EXERCISE DIRECTIONS :: Of all the lines in the records below, copy only those that contain the string "never".

BEGIN PROVIDED MATERIAL

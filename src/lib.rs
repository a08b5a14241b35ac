//! Batchline - a batch-job execution framework.
//!
//! A caller registers named jobs with a [`BatchApp`]; each job is an ordered
//! sequence of flows, each flow a set of steps run concurrently as one unit,
//! and each step streams chunks from one [`Producer`] into one [`Consumer`]
//! through a bounded hand-off queue with cooperative cancellation.

pub mod app;
pub mod binding;
pub mod chunk;
pub mod delimited;
pub mod error;
pub mod job;
pub mod memory;
pub mod step;
pub mod stream;

pub use app::{init_tracing, BatchApp, JobExecutor};
pub use binding::BindPosition;
pub use chunk::{Chunk, Row, TaggedRows};
pub use delimited::{
    DelimitedReader, DelimitedReaderConfig, DelimitedWriter, DelimitedWriterConfig, RowMapper,
};
pub use error::BatchError;
pub use job::{Flow, Job, JobBuilder};
pub use memory::{MemorySink, MemorySource};
pub use step::{Step, StepBuilder};
pub use stream::{handoff, send_chunk, ChunkReceiver, ChunkSender, Consumer, Producer};
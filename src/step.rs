//! Step assembly and the two-party cooperative-cancellation join.

use std::sync::Arc;

use tokio::sync::Mutex;
use tokio::task::JoinHandle;
use tokio_util::sync::CancellationToken;
use tracing::{debug, error};

use crate::error::BatchError;
use crate::stream::{handoff, Consumer, Producer};

/// Builder binding exactly one producer and one consumer into a [`Step`].
#[derive(Default)]
pub struct StepBuilder {
    name: Option<String>,
    reader: Option<Box<dyn Producer>>,
    writer: Option<Box<dyn Consumer>>,
}

impl StepBuilder {
    pub fn new() -> Self {
        Self::default()
    }

    /// Optional step name for logs.
    pub fn name(mut self, name: impl Into<String>) -> Self {
        self.name = Some(name.into());
        self
    }

    pub fn reader(mut self, reader: impl Producer + 'static) -> Self {
        self.reader = Some(Box::new(reader));
        self
    }

    pub fn writer(mut self, writer: impl Consumer + 'static) -> Self {
        self.writer = Some(Box::new(writer));
        self
    }

    /// Validate the binding. An incomplete step is a configuration error,
    /// reported before any task starts; there are no partial joins.
    pub fn build(self) -> Result<Step, BatchError> {
        let reader = self.reader.ok_or(BatchError::ReaderUnset)?;
        let writer = self.writer.ok_or(BatchError::WriterUnset)?;
        Ok(Step {
            name: self.name.unwrap_or_else(|| "step".to_string()),
            reader,
            writer,
        })
    }
}

/// One producer bound to one consumer through a hand-off queue.
///
/// Running a step consumes it, so a built step can never be shared between
/// two flow executions.
pub struct Step {
    name: String,
    reader: Box<dyn Producer>,
    writer: Box<dyn Consumer>,
}

impl Step {
    pub fn name(&self) -> &str {
        &self.name
    }

    /// Execute the join: producer and consumer run as sibling tasks.
    ///
    /// Both sides run under a shared child token of `cancel`. The first error
    /// observed by either side cancels the token, which promptly unblocks the
    /// other side's watcher. The join still waits for both watchers before
    /// returning the first recorded error.
    pub async fn run(self, cancel: CancellationToken) -> Result<(), BatchError> {
        let token = cancel.child_token();
        let (tx, rx) = handoff();
        let first_error: Arc<Mutex<Option<BatchError>>> = Arc::new(Mutex::new(None));

        debug!(step = %self.name, "executing step");

        let reader = self.reader;
        let reader_handle = {
            let token = token.clone();
            tokio::spawn(async move { reader.read(token, tx).await })
        };
        let writer = self.writer;
        let writer_handle = {
            let token = token.clone();
            tokio::spawn(async move { writer.write(token, rx).await })
        };

        tokio::join!(
            watch_side("reader", token.clone(), reader_handle, first_error.clone()),
            watch_side("writer", token.clone(), writer_handle, first_error.clone()),
        );

        let err = first_error.lock().await.take();
        match err {
            Some(err) => Err(err),
            None => Ok(()),
        }
    }
}

/// Race one side's nested task against the shared cancellation token.
///
/// If the token fires first, the watcher records `Canceled` at once and the
/// nested call keeps running detached, its eventual result discarded. The
/// framework does not guarantee the detached call stops; any resource it
/// holds is the collaborator's responsibility to release.
async fn watch_side(
    role: &'static str,
    token: CancellationToken,
    inner: JoinHandle<Result<(), BatchError>>,
    first_error: Arc<Mutex<Option<BatchError>>>,
) {
    let outcome = tokio::select! {
        () = token.cancelled() => Err(BatchError::Canceled),
        joined = inner => match joined {
            Ok(result) => result,
            Err(join_err) => Err(BatchError::Other(anyhow::anyhow!(
                "{role} task panicked: {join_err}"
            ))),
        },
    };

    if let Err(err) = outcome {
        if err.is_cancellation() {
            debug!(role, "side unblocked by peer failure");
        } else {
            error!(role, %err, "step side failed");
        }
        let mut slot = first_error.lock().await;
        if slot.is_none() {
            *slot = Some(err);
        }
        drop(slot);
        token.cancel();
    }
}
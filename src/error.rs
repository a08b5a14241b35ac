//! Error taxonomy for job dispatch, step assembly, and streaming.

use thiserror::Error;

/// All failures the framework itself can report.
///
/// Collaborator-defined failures (a producer's database error, a consumer's
/// write error) travel through the transparent `Other` variant; the framework
/// never retries and never replaces them.
#[derive(Error, Debug)]
pub enum BatchError {
    /// Dispatch: the requested job name was never registered.
    #[error("Not found job name: {0}")]
    JobNotFound(String),

    /// Build: a step was assembled without a producer.
    #[error("ERROR: Reader must be set.")]
    ReaderUnset,

    /// Build: a step was assembled without a consumer.
    #[error("ERROR: Writer must be set.")]
    WriterUnset,

    /// A consumer was handed a chunk variant it cannot interpret.
    #[error("Not supported such a chunk type: {0}")]
    UnsupportedChunk(String),

    /// The task was unblocked by a peer's failure rather than its own work.
    #[error("step execution canceled")]
    Canceled,

    #[error("I/O error: {0}")]
    Io(#[from] std::io::Error),

    /// Opaque failure raised by a producer or consumer implementation.
    #[error(transparent)]
    Other(#[from] anyhow::Error),
}

impl BatchError {
    /// True when this side was torn down by its peer, not by its own work.
    pub fn is_cancellation(&self) -> bool {
        matches!(self, BatchError::Canceled)
    }
}
//! Job registry and dispatch.

use async_trait::async_trait;
use tracing::{error, info};

use crate::error::BatchError;

/// A registered, named batch job.
///
/// Implementations build their flows and steps fresh inside `run`, so a
/// registered job can be dispatched more than once. The framework itself
/// never retries a failed run.
#[async_trait]
pub trait JobExecutor: Send + Sync {
    /// Unique job name used for dispatch.
    fn name(&self) -> &str;

    /// Build and execute the job.
    async fn run(&self) -> Result<(), BatchError>;
}

/// Top-level framework instance: the collection of registered jobs.
#[derive(Default)]
pub struct BatchApp {
    jobs: Vec<Box<dyn JobExecutor>>,
}

impl BatchApp {
    pub fn new() -> Self {
        Self::default()
    }

    /// Register a job executor.
    pub fn register(mut self, job: impl JobExecutor + 'static) -> Self {
        self.jobs.push(Box::new(job));
        self
    }

    /// Dispatch a job by name and run it to completion.
    pub async fn run(&self, job_name: &str) -> Result<(), BatchError> {
        for job in &self.jobs {
            if job.name() == job_name {
                info!(job = job_name, "target job");
                let result = job.run().await;
                match &result {
                    Ok(()) => info!(job = job_name, "job completed"),
                    Err(err) => error!(job = job_name, %err, "job failed"),
                }
                return result;
            }
        }

        let err = BatchError::JobNotFound(job_name.to_string());
        error!(%err, "dispatch failed");
        Err(err)
    }
}

/// Install the process-wide tracing subscriber.
///
/// The subscriber is owned by the top-level runtime and installed once at
/// startup; components only ever use the `tracing` macros. Respects
/// `RUST_LOG`, defaulting to `info`.
pub fn init_tracing() {
    tracing_subscriber::fmt()
        .with_env_filter(
            tracing_subscriber::EnvFilter::from_default_env()
                .add_directive(tracing::Level::INFO.into()),
        )
        .init();
}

END PROVIDED MATERIAL

ANSWER TO THIS PROBLEM ::
/// Running a step consumes it, so a built step can never be shared between
/// never retries and never replaces them.
    /// Dispatch: the requested job name was never registered.
/// never retries a failed run.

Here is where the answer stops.